Is it President Bush or President Clinton who proves that the office of President of the United States must be abolished? If it is neither, if you feel that a man, and not the institution he leads, is to blame, is that not naive?

It all sounds like a case of common sense waiting for theory to catch up. Just because Austrian economics (seems to?) make sense at one extreme doesn't mean it makes sense over the whole spectrum. Just because two streetcar lines follow the same path in one part of the city doesn't mean they're parallel all the way to Goldbug station. Maybe one takes a left turn at Recessionville whereas the Austrian line continues on with stops at Depression Place and at the La Brea liquidity trap.

"there is no standard model that I know of (say of the kind normally taught in graduate school) with these kinds of results"

IANAE, (and inane as well) but my pedestrian understanding is that when the Fed lowers rates, it is supposed to boost the economy and employment but at the risk of inflation. So, as long as inflation remains moderate, the Fed can keep rates low, right? I mean, the the idea behind Keynesian monetary policy is to ease credit when the economy slows, and restrict it when there is danger of inflationary overheating, no?

And what we apparently have is a period of low rates that did not (immediately) lead to inflation, but did lead to an asset bubble and subsequent crash in asset prices and credit lockup. Greenspan has said that the Fed's job is not to control asset prices, so how could have the Fed known to turn off the spigot before it got out of control?

But is this a problem for the Keynesian model, or a problem with our measurement of inflation?

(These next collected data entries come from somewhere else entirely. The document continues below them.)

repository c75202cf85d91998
//! Daily reminders. [ReminderScheduler] owns the timers, [watcher::SettingsWatcher] keeps it in
//! line with the stored reminder time.

pub mod watcher;

use std::{sync::Arc, time::Duration};

use chrono::NaiveDateTime;
use tokio::task::JoinHandle;
use tokio_util::sync::CancellationToken;
use tracing::{debug, error, info, info_span, Instrument};

use crate::{
    daemon::storage::{entities::ReminderTime, habit_storage::HabitStorage},
    notification::NotificationDisplay,
    tracker::HabitTracker,
    utils::clock::Clock,
};

/// Period between reminders once the first one was aligned to the wall clock. Fixed, so it drifts
/// by an hour across daylight saving changes.
pub const REMINDER_PERIOD: Duration = Duration::from_secs(60 * 60 * 24);

/// Time until the next occurrence of `time` strictly after `now`. If today's occurrence is now or
/// already passed, tomorrow's is used.
pub fn ms_until_next(time: ReminderTime, now: NaiveDateTime) -> Duration {
    let mut next = now.date().and_time(time.time());
    if next <= now {
        next += chrono::Duration::days(1);
    }
    (next - now).to_std().unwrap_or(REMINDER_PERIOD)
}

#[derive(Debug, Clone, Copy, PartialEq, Eq)]
pub enum ReminderState {
    Idle,
    Armed(ReminderTime),
}

struct ArmedReminder {
    time: ReminderTime,
    cancel: CancellationToken,
    task: JoinHandle<()>,
}

/// Fires a notification for every habit due today at the configured time, then every
/// [REMINDER_PERIOD]. Timers live as long as the scheduler; dropping it cancels them.
pub struct ReminderScheduler<S> {
    tracker: Arc<HabitTracker<S>>,
    notifier: Arc<dyn NotificationDisplay>,
    clock: Arc<dyn Clock>,
    armed: Option<ArmedReminder>,
}

impl<S> ReminderScheduler<S>
where
    S: HabitStorage + Send + Sync + 'static,
{
    pub fn new(
        tracker: Arc<HabitTracker<S>>,
        notifier: Arc<dyn NotificationDisplay>,
        clock: Arc<dyn Clock>,
    ) -> Self {
        Self {
            tracker,
            notifier,
            clock,
            armed: None,
        }
    }

    pub fn state(&self) -> ReminderState {
        match &self.armed {
            Some(armed) => ReminderState::Armed(armed.time),
            None => ReminderState::Idle,
        }
    }

    /// Cancels whatever is pending and arms a reminder for `time`.
    pub fn reconfigure(&mut self, time: ReminderTime) {
        self.stop();

        let delay = ms_until_next(time, self.clock.local_time());
        info!("Next reminder at {time}, in {}s", delay.as_secs());

        let cancel = CancellationToken::new();
        let task = tokio::spawn(
            run_reminders(
                self.tracker.clone(),
                self.notifier.clone(),
                self.clock.clone(),
                delay,
                cancel.clone(),
            )
            .instrument(info_span!("reminder", %time)),
        );
        self.armed = Some(ArmedReminder { time, cancel, task });
    }

    /// Cancels both the pending first reminder and the recurring ones.
    pub fn stop(&mut self) {
        if let Some(armed) = self.armed.take() {
            debug!("Cancelling reminder at {}", armed.time);
            armed.cancel.cancel();
            armed.task.abort();
        }
    }
}

impl<S> Drop for ReminderScheduler<S> {
    fn drop(&mut self) {
        if let Some(armed) = self.armed.take() {
            armed.cancel.cancel();
            armed.task.abort();
        }
    }
}

async fn run_reminders<S: HabitStorage>(
    tracker: Arc<HabitTracker<S>>,
    notifier: Arc<dyn NotificationDisplay>,
    clock: Arc<dyn Clock>,
    delay: Duration,
    cancel: CancellationToken,
) {
    tokio::select! {
        _ = cancel.cancelled() => return,
        _ = clock.sleep(delay) => (),
    }

    let mut next_fire = clock.instant();
    loop {
        next_fire += REMINDER_PERIOD;
        fire(&tracker, notifier.as_ref()).await;

        tokio::select! {
            _ = cancel.cancelled() => return,
            _ = clock.sleep_until(next_fire) => (),
        }
    }
}

/// Asks for a notification for every habit due today. Returns how many were requested.
pub async fn fire<S: HabitStorage>(
    tracker: &HabitTracker<S>,
    notifier: &dyn NotificationDisplay,
) -> usize {
    let habits = match tracker.due_today().await {
        Ok(habits) => habits,
        Err(e) => {
            error!("Couldn't load habits for reminders {e:?}");
            return 0;
        }
    };
    info!("Reminding about {} habits", habits.len());

    let mut requested = 0;
    for habit in &habits {
        match notifier.display(habit).await {
            Ok(()) => requested += 1,
            Err(e) => error!("Failed to display reminder for {}: {e:?}", habit.name),
        }
    }
    requested
}

#[cfg(test)]
mod tests {
    use std::{
        collections::BTreeSet,
        sync::{Arc, Mutex},
        time::Duration,
    };

    use anyhow::{bail, Result};
    use async_trait::async_trait;
    use chrono::{NaiveDate, NaiveDateTime, NaiveTime};

    use crate::{
        daemon::storage::{
            entities::{HabitEntity, ReminderTime, Schedule},
            habit_storage::MemoryHabitStorage,
        },
        notification::{MockNotificationDisplay, NotificationDisplay},
        tracker::HabitTracker,
        utils::{
            clock::{Clock, TestClock},
            logging::TEST_LOGGING,
        },
    };

    use super::{fire, ms_until_next, ReminderScheduler, ReminderState};

    /// Records every habit it was asked to display, together with the local time of the request.
    #[derive(Clone)]
    struct RecordingNotifier {
        clock: TestClock,
        shown: Arc<Mutex<Vec<(String, NaiveDateTime)>>>,
    }

    impl RecordingNotifier {
        fn new(clock: TestClock) -> Self {
            Self {
                clock,
                shown: Default::default(),
            }
        }

        fn shown(&self) -> Vec<(String, NaiveDateTime)> {
            self.shown.lock().unwrap().clone()
        }
    }

    #[async_trait]
    impl NotificationDisplay for RecordingNotifier {
        async fn display(&self, habit: &HabitEntity) -> Result<()> {
            self.shown
                .lock()
                .unwrap()
                .push((habit.name.clone(), self.clock.local_time()));
            Ok(())
        }
    }

    fn at(date: NaiveDate, h: u32, m: u32) -> NaiveDateTime {
        date.and_time(NaiveTime::from_hms_opt(h, m, 0).unwrap())
    }

    // 2024-03-06 is a Wednesday
    fn wednesday() -> NaiveDate {
        NaiveDate::from_ymd_opt(2024, 3, 6).unwrap()
    }

    fn time(s: &str) -> ReminderTime {
        s.parse().unwrap()
    }

    fn minutes(m: u64) -> Duration {
        Duration::from_secs(m * 60)
    }

    fn setup(
        now: NaiveDateTime,
    ) -> (
        Arc<HabitTracker<MemoryHabitStorage>>,
        RecordingNotifier,
        ReminderScheduler<MemoryHabitStorage>,
    ) {
        let clock = TestClock::starting_at(now);
        let tracker = Arc::new(HabitTracker::new(
            MemoryHabitStorage::new(),
            Arc::new(clock.clone()),
        ));
        let notifier = RecordingNotifier::new(clock.clone());
        let scheduler = ReminderScheduler::new(
            tracker.clone(),
            Arc::new(notifier.clone()),
            Arc::new(clock),
        );
        (tracker, notifier, scheduler)
    }

    #[test]
    fn test_ms_until_next_later_today() {
        let delay = ms_until_next(time("09:00"), at(wednesday(), 8, 0));
        assert_eq!(delay, minutes(60));
    }

    #[test]
    fn test_ms_until_next_already_passed() {
        let delay = ms_until_next(time("09:00"), at(wednesday(), 9, 1));
        assert_eq!(delay, minutes(24 * 60 - 1));
    }

    #[test]
    fn test_ms_until_next_exactly_now_is_tomorrow() {
        let delay = ms_until_next(time("09:00"), at(wednesday(), 9, 0));
        assert_eq!(delay, minutes(24 * 60));

        let almost = wednesday()
            .and_time(NaiveTime::from_hms_milli_opt(8, 59, 59, 999).unwrap());
        assert_eq!(ms_until_next(time("09:00"), almost), Duration::from_millis(1));
    }

    #[tokio::test(start_paused = true)]
    async fn test_fires_at_time_then_daily() -> Result<()> {
        *TEST_LOGGING;
        let (tracker, notifier, mut scheduler) = setup(at(wednesday(), 8, 0));
        tracker.create_habit("Read", Schedule::Daily).await?;

        scheduler.reconfigure(time("09:00"));
        assert_eq!(scheduler.state(), ReminderState::Armed(time("09:00")));

        tokio::time::sleep(minutes(59)).await;
        assert!(notifier.shown().is_empty());

        tokio::time::sleep(minutes(2)).await;
        assert_eq!(
            notifier.shown(),
            vec![("Read".to_string(), at(wednesday(), 9, 0))]
        );

        tokio::time::sleep(minutes(2 * 24 * 60)).await;
        let shown = notifier.shown();
        assert_eq!(shown.len(), 3);
        assert_eq!(shown[1].1, at(wednesday().succ_opt().unwrap(), 9, 0));
        Ok(())
    }

    #[tokio::test(start_paused = true)]
    async fn test_reconfigure_cancels_previous_timer() -> Result<()> {
        let (tracker, notifier, mut scheduler) = setup(at(wednesday(), 8, 0));
        tracker.create_habit("Read", Schedule::Daily).await?;

        scheduler.reconfigure(time("09:00"));
        tokio::time::sleep(minutes(30)).await;
        scheduler.reconfigure(time("10:00"));
        assert_eq!(scheduler.state(), ReminderState::Armed(time("10:00")));

        tokio::time::sleep(minutes(60)).await;
        assert!(notifier.shown().is_empty(), "old 09:00 timer fired");

        tokio::time::sleep(minutes(31)).await;
        assert_eq!(
            notifier.shown(),
            vec![("Read".to_string(), at(wednesday(), 10, 0))]
        );
        Ok(())
    }

    #[tokio::test(start_paused = true)]
    async fn test_reconfigure_after_first_fire_cancels_recurring_timer() -> Result<()> {
        let (tracker, notifier, mut scheduler) = setup(at(wednesday(), 8, 0));
        tracker.create_habit("Read", Schedule::Daily).await?;

        scheduler.reconfigure(time("09:00"));
        tokio::time::sleep(minutes(61)).await;
        assert_eq!(notifier.shown().len(), 1);

        scheduler.reconfigure(time("20:00"));
        tokio::time::sleep(minutes(24 * 60)).await;
        let shown = notifier.shown();
        assert_eq!(
            shown,
            vec![
                ("Read".to_string(), at(wednesday(), 9, 0)),
                ("Read".to_string(), at(wednesday(), 20, 0)),
            ]
        );
        Ok(())
    }

    #[tokio::test(start_paused = true)]
    async fn test_stop_prevents_any_fire() -> Result<()> {
        let (tracker, notifier, mut scheduler) = setup(at(wednesday(), 8, 0));
        tracker.create_habit("Read", Schedule::Daily).await?;

        scheduler.reconfigure(time("09:00"));
        scheduler.stop();
        assert_eq!(scheduler.state(), ReminderState::Idle);
        scheduler.stop();

        tokio::time::sleep(minutes(3 * 24 * 60)).await;
        assert!(notifier.shown().is_empty());

        scheduler.reconfigure(time("09:00"));
        drop(scheduler);
        tokio::time::sleep(minutes(3 * 24 * 60)).await;
        assert!(notifier.shown().is_empty());
        Ok(())
    }

    #[tokio::test(start_paused = true)]
    async fn test_only_due_habits_are_reminded() -> Result<()> {
        let (tracker, notifier, mut scheduler) = setup(at(wednesday(), 8, 0));
        tracker.create_habit("Read", Schedule::Daily).await?;
        tokio::time::sleep(Duration::from_millis(1)).await;
        tracker
            .create_habit(
                "Gym",
                Schedule::Weekly {
                    days: BTreeSet::from([1, 5]),
                },
            )
            .await?;

        scheduler.reconfigure(time("09:00"));
        // Wednesday, Thursday, Friday
        tokio::time::sleep(minutes(2 * 24 * 60 + 61)).await;

        let names = notifier
            .shown()
            .into_iter()
            .map(|(name, _)| name)
            .collect::<Vec<_>>();
        assert_eq!(names, vec!["Read", "Read", "Read", "Gym"]);
        Ok(())
    }

    #[tokio::test]
    async fn test_fire_continues_after_failed_display() -> Result<()> {
        let clock = TestClock::starting_at(at(wednesday(), 8, 0));
        let tracker = HabitTracker::new(MemoryHabitStorage::new(), Arc::new(clock));
        tracker.create_habit("Read", Schedule::Daily).await?;
        tokio::time::sleep(Duration::from_millis(2)).await;
        tracker.create_habit("Walk", Schedule::Daily).await?;

        let mut notifier = MockNotificationDisplay::new();
        notifier
            .expect_display()
            .withf(|habit| habit.name == "Read")
            .times(1)
            .returning(|_| bail!("notification service is down"));
        notifier
            .expect_display()
            .withf(|habit| habit.name == "Walk")
            .times(1)
            .returning(|_| Ok(()));

        assert_eq!(fire(&tracker, &notifier).await, 1);
        Ok(())
    }
}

Only the top 20% has really seen any income growth since Bush took office, the rest of us have seen incomes flat or declining in real terms. But the "Bush Boom" has been real for the top quintile, especially the top 1%. But this narrow sliver of the population used their massively rising income to invest, not to consume staples. As Greenspan illustrated with his comments, asset prices are not part of our conventional measurements of inflation. So if a rise in income is confined to the investing class then the normally inflationary effect of that rise in income won't show up in our conventional measurements of inflation.

IIRC, rising house prices don't show up as inflation as long as the monthly payments remain flat. And easy money drives up home prices precisely because it allows one to buy "more house" with the same monthly payment. So even though the cost of housing has risen for everyone (not just the top 20% or top 1%) this hasn't really shown up in our inflation yardsticks.

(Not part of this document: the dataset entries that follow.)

use std::path::PathBuf;

pub const DAEMON_NAME: &str = "habitrack-daemon";

/// The daemon binary is installed next to the cli one.
pub fn to_daemon_path(mut path: PathBuf) -> PathBuf {
    path.set_file_name(DAEMON_NAME);
    #[cfg(windows)]
    {
        path.set_extension("exe");
    }
    path
}
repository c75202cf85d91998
pub mod clock;
pub mod dir;
pub mod logging;
pub mod percentage;
pub mod runtime;
pub mod time;
use anyhow::Result;

use crate::notification::NotificationMessage;

/// Represents something that reacts to messages coming back from notifications. Right now the
/// only message is a picked action, but the daemon may receive more kinds later.
pub trait EventProcessor {
    fn process_next(
        &mut self,
        message: NotificationMessage,
    ) -> impl std::future::Future<Output = Result<()>> + Send;

    fn finalize(&mut self) -> impl std::future::Future<Output = Result<()>> + Send;
}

Add in a large current account deficit that has managed to keep the cost of imported goods low and then mix in offshoring of high-paying manufacturing and tech jobs to help keep wages low, and one has a pretty good recipe for "sublimating" inflation into an asset bubble.

Thus rising income inequality, easy money with low measured inflation, and the housing bubble are not merely coincident, but reinforcing. At least for a while. Of course the difference between an asset bubble and inflation is that asset bubbles aren't sustainable. Bubbles pop eventually. And then all that "sublimated" hot money precipitates out, driving commodities (and inflation) up and assets down.